The Court also emphasized that where the error was sufficiently linked to the act of detention, that detention was unlawful even if it could be shown that the claimant would have been detained if the reviews had been conducted – that causation point had been decisively addressed in Lumba based on the nature of false imprisonment as a tort which is actionable without proof of damages. However, that issue would be relevant to an assessment of damages.

Where does that leave us?

In summary, the present state of the law relating to the detention of FNPs seems to be based on the following propositions:

  1. In accordance with basic public law principles, public law errors which taint administrative acts will render those executive acts unlawful.
  2. Where the administrative act being challenged is detention, it will be tainted if the error was closely linked to ensuring the propriety of detention
  3. Where detention is unlawful because of a public law error there will be an entitlement to damages for false imprisonment, even if the claimant could have been detained in the absence of the error. This is because of the nature of the tort as one which is actionable without proof of damage.
  4. However, in such cases, damages are likely to be nominal.

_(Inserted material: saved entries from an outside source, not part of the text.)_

//! JSON document store backed by a data directory.
//!
//! Layout:
//!
//! ```text
//! <data dir>/
//!   outcomesets/   one outcome set definition per *.json file
//!   meetings/      one meeting per *.json file
//! ```
//!
//! All documents are loaded eagerly at open time; queries run against the
//! in-memory copy. Report generation never writes, so there is no
//! invalidation to worry about within a run.

use crate::error::StoreError;
use crate::models::{Meeting, OutcomeSet};
use crate::store::MeetingStore;
use chrono::{DateTime, Utc};
use serde::de::DeserializeOwned;
use std::collections::HashMap;
use std::fs;
use std::path::{Path, PathBuf};
use tracing::{debug, warn};
use walkdir::WalkDir;

const OUTCOME_SET_DIR: &str = "outcomesets";
const MEETING_DIR: &str = "meetings";

/// Directory-of-JSON-documents store.
pub struct JsonDirStore {
    outcome_sets: HashMap<String, OutcomeSet>,
    meetings: Vec<Meeting>,
}

impl JsonDirStore {
    /// Open a data directory, loading every document under it.
    pub fn open(root: &Path) -> Result<Self, StoreError> {
        let mut outcome_sets = HashMap::new();
        for path in json_documents(&root.join(OUTCOME_SET_DIR)) {
            let outcome_set: OutcomeSet = read_document(&path)?;
            if let Some(previous) = outcome_sets.insert(outcome_set.id.clone(), outcome_set) {
                warn!("duplicate outcome set {} replaced while loading", previous.id);
            }
        }

        let mut meetings = Vec::new();
        for path in json_documents(&root.join(MEETING_DIR)) {
            meetings.push(read_document::<Meeting>(&path)?);
        }

        debug!(
            "loaded {} outcome sets and {} meetings from {}",
            outcome_sets.len(),
            meetings.len(),
            root.display()
        );

        Ok(Self {
            outcome_sets,
            meetings,
        })
    }

    /// Look up a single meeting by ID.
    pub fn meeting(&self, meeting_id: &str) -> Option<&Meeting> {
        self.meetings.iter().find(|m| m.id == meeting_id)
    }

    /// Number of outcome sets loaded.
    pub fn outcome_set_count(&self) -> usize {
        self.outcome_sets.len()
    }

    /// Number of meetings loaded.
    pub fn meeting_count(&self) -> usize {
        self.meetings.len()
    }
}

impl MeetingStore for JsonDirStore {
    async fn outcome_set(&self, outcome_set_id: &str) -> Result<OutcomeSet, StoreError> {
        self.outcome_sets
            .get(outcome_set_id)
            .cloned()
            .ok_or_else(|| StoreError::NotFound {
                kind: "outcome set",
                id: outcome_set_id.to_string(),
            })
    }

    async fn meetings_in_range(
        &self,
        start: DateTime<Utc>,
        end: DateTime<Utc>,
        outcome_set_id: &str,
    ) -> Result<Vec<Meeting>, StoreError> {
        Ok(self
            .meetings
            .iter()
            .filter(|m| {
                m.outcome_set_id == outcome_set_id && m.conducted >= start && m.conducted <= end
            })
            .cloned()
            .collect())
    }

    async fn meetings_for_beneficiary(
        &self,
        beneficiary_id: &str,
        outcome_set_id: &str,
    ) -> Result<Vec<Meeting>, StoreError> {
        Ok(self
            .meetings
            .iter()
            .filter(|m| m.outcome_set_id == outcome_set_id && m.beneficiary == beneficiary_id)
            .cloned()
            .collect())
    }
}

/// Collect the *.json files under a directory, sorted for deterministic
/// load order. A missing directory yields an empty list.
fn json_documents(dir: &Path) -> Vec<PathBuf> {
    if !dir.exists() {
        warn!("data directory {} does not exist", dir.display());
        return Vec::new();
    }

    let mut paths: Vec<PathBuf> = WalkDir::new(dir)
        .into_iter()
        .filter_map(|entry| match entry {
            Ok(entry) => Some(entry),
            Err(e) => {
                warn!("skipping unreadable entry under {}: {}", dir.display(), e);
                None
            }
        })
        .filter(|entry| entry.file_type().is_file())
        .filter(|entry| {
            entry
                .path()
                .extension()
                .map(|ext| ext == "json")
                .unwrap_or(false)
        })
        .map(|entry| entry.into_path())
        .collect();

    paths.sort();
    paths
}

fn read_document<T: DeserializeOwned>(path: &Path) -> Result<T, StoreError> {
    let content = fs::read_to_string(path).map_err(|source| StoreError::Io {
        path: path.to_path_buf(),
        source,
    })?;
    serde_json::from_str(&content).map_err(|source| StoreError::Malformed {
        path: path.to_path_buf(),
        source,
    })
}

#[cfg(test)]
mod tests {
    use super::*;
    use chrono::TimeZone;
    use tempfile::TempDir;

    fn write_doc(dir: &Path, name: &str, content: &str) {
        fs::create_dir_all(dir).unwrap();
        fs::write(dir.join(name), content).unwrap();
    }

    fn meeting_doc(id: &str, beneficiary: &str, conducted: &str) -> String {
        format!(
            r#"{{
                "id": "{id}",
                "beneficiary": "{beneficiary}",
                "outcomeSetID": "OS1",
                "conducted": "{conducted}",
                "answers": [{{"questionID": "Q1", "answer": 5}}]
            }}"#
        )
    }

    fn seeded_store(root: &Path) -> JsonDirStore {
        write_doc(
            &root.join(OUTCOME_SET_DIR),
            "os1.json",
            r#"{
                "id": "OS1",
                "name": "Wellbeing",
                "questions": [{"id": "Q1", "question": "How are you?"}],
                "categories": [{"id": "C1", "name": "Mood", "aggregation": "mean"}]
            }"#,
        );
        let meetings = root.join(MEETING_DIR);
        write_doc(
            &meetings,
            "m1.json",
            &meeting_doc("M1", "B1", "2024-01-10T12:00:00Z"),
        );
        write_doc(
            &meetings,
            "m2.json",
            &meeting_doc("M2", "B1", "2024-02-10T12:00:00Z"),
        );
        write_doc(
            &meetings,
            "m3.json",
            &meeting_doc("M3", "B2", "2024-03-10T12:00:00Z"),
        );
        JsonDirStore::open(root).unwrap()
    }

    #[tokio::test]
    async fn test_outcome_set_lookup() {
        let dir = TempDir::new().unwrap();
        let store = seeded_store(dir.path());

        let os = store.outcome_set("OS1").await.unwrap();
        assert_eq!(os.name, "Wellbeing");

        let missing = store.outcome_set("nope").await;
        assert!(matches!(missing, Err(StoreError::NotFound { .. })));
    }

    #[tokio::test]
    async fn test_meetings_in_range_is_end_inclusive() {
        let dir = TempDir::new().unwrap();
        let store = seeded_store(dir.path());

        let start = Utc.with_ymd_and_hms(2024, 1, 1, 0, 0, 0).unwrap();
        let end = Utc.with_ymd_and_hms(2024, 2, 10, 12, 0, 0).unwrap();

        let meetings = store.meetings_in_range(start, end, "OS1").await.unwrap();
        let ids: Vec<_> = meetings.iter().map(|m| m.id.as_str()).collect();
        assert_eq!(ids, vec!["M1", "M2"]);
    }

    #[tokio::test]
    async fn test_meetings_for_beneficiary_ignores_range() {
        let dir = TempDir::new().unwrap();
        let store = seeded_store(dir.path());

        let meetings = store.meetings_for_beneficiary("B1", "OS1").await.unwrap();
        assert_eq!(meetings.len(), 2);

        let meetings = store.meetings_for_beneficiary("B3", "OS1").await.unwrap();
        assert!(meetings.is_empty());
    }

    #[tokio::test]
    async fn test_single_meeting_lookup() {
        let dir = TempDir::new().unwrap();
        let store = seeded_store(dir.path());

        assert!(store.meeting("M3").is_some());
        assert!(store.meeting("M9").is_none());
    }

    #[test]
    fn test_malformed_document_is_an_error() {
        let dir = TempDir::new().unwrap();
        write_doc(
            &dir.path().join(MEETING_DIR),
            "bad.json",
            "{ not json at all",
        );

        let result = JsonDirStore::open(dir.path());
        assert!(matches!(result, Err(StoreError::Malformed { .. })));
    }

    #[test]
    fn test_missing_directories_load_empty() {
        let dir = TempDir::new().unwrap();
        let store = JsonDirStore::open(dir.path()).unwrap();
        assert_eq!(store.outcome_set_count(), 0);
        assert_eq!(store.meeting_count(), 0);
    }
}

Yet despite the increasing solidification of the jurisprudence in this area, these cases leave open some interesting questions. The most interesting, I think, is the question of the effect of a failure to give proper reasons for a decision to detain, whether initially or on a continuing basis.

A requirement to give reasons for decisions to detain might be set out in a policy, or it might be imposed by the common law, taking into account the importance and consequences of such a decision. Is the giving of reasons for a decision to detain sufficiently closely related to the authority to detain that a failure would render detention unlawful, or would the only remedy for a failure to give reasons be a declaration and an order requiring such reasons to be provided?

Certainly, an argument could be made that, at least, the provision of reasons can “bear upon” the decision to detain. In R v Secretary of State for the Home Department, ex parte Doody [1994] 1 AC 531, Lord Mustill said:

Fairness will very often require that a person who may be adversely affected by the decision will have an opportunity to make representations on his own behalf either before the decision is taken with a view to producing a favourable result, or after it is taken, with a view to procuring its modification; or both.

Or would the court simply take a strict approach when it comes to reasons? It is worth noting dicta in other cases which might be interpreted as suggesting that the court need not even consider whether there is a sufficiently close connection in relation to this particular type of error. In R v Higher Education Funding Council, ex p Institute of Dental Surgery [1994] 1 WLR 242, Sedley LJ described the duty to give reasons as “an independent and enforceable legal obligation and hence a ground of nullity where it is violated”.

As ever, there are many points left to be resolved another day!